Task statement:
Search the records for the string "LiveStore" and copy every line in which it appears.

Records provided:
//! The live store: ordered map of current ledger entries.

use std::collections::BTreeMap;
use std::sync::Arc;

use cinder_model::{Entry, EntryKey};

use crate::snapshot::LiveSnapshot;
use crate::{Result, StateError};

/// Ordered key-to-entry store holding the current ledger state.
///
/// The underlying map is shared with snapshots through an `Arc`; mutation
/// copies on write, so readers holding a snapshot never observe a torn
/// state. Mutating access is single-owner during apply.
#[derive(Debug, Clone, Default)]
pub struct LiveStore {
    entries: Arc<BTreeMap<EntryKey, Entry>>,
}

impl LiveStore {
    /// Empty store.
    pub fn new() -> Self {
        Self::default()
    }

    /// Seed a store from entries, without TTL bookkeeping. Intended for
    /// genesis and tests; callers are responsible for TTL pairing.
    pub fn from_entries(entries: impl IntoIterator<Item = Entry>) -> Self {
        let map: BTreeMap<EntryKey, Entry> =
            entries.into_iter().map(|e| (e.key(), e)).collect();
        Self {
            entries: Arc::new(map),
        }
    }

    /// Look up an entry.
    pub fn get(&self, key: &EntryKey) -> Option<&Entry> {
        self.entries.get(key)
    }

    /// Whether a key is present.
    pub fn contains_key(&self, key: &EntryKey) -> bool {
        self.entries.contains_key(key)
    }

    /// Number of entries.
    pub fn len(&self) -> usize {
        self.entries.len()
    }

    /// Whether the store is empty.
    pub fn is_empty(&self) -> bool {
        self.entries.is_empty()
    }

    /// Iterate entries in canonical key order.
    pub fn iter(&self) -> impl Iterator<Item = (&EntryKey, &Entry)> {
        self.entries.iter()
    }

    /// Insert or replace an entry.
    pub fn put(&mut self, entry: Entry) {
        Arc::make_mut(&mut self.entries).insert(entry.key(), entry);
    }

    /// Remove an entry, returning it.
    pub fn remove(&mut self, key: &EntryKey) -> Option<Entry> {
        Arc::make_mut(&mut self.entries).remove(key)
    }

    /// Remove an entry that must exist.
    pub fn remove_existing(&mut self, key: &EntryKey) -> Result<Entry> {
        self.remove(key).ok_or_else(|| StateError::NotFound(key.clone()))
    }

    /// Immutable snapshot of the committed state.
    pub fn snapshot(&self, ledger_seq: u32, protocol_version: u32) -> LiveSnapshot {
        LiveSnapshot::new(Arc::clone(&self.entries), ledger_seq, protocol_version)
    }
}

Exercise output:
pub struct LiveStore {
impl LiveStore {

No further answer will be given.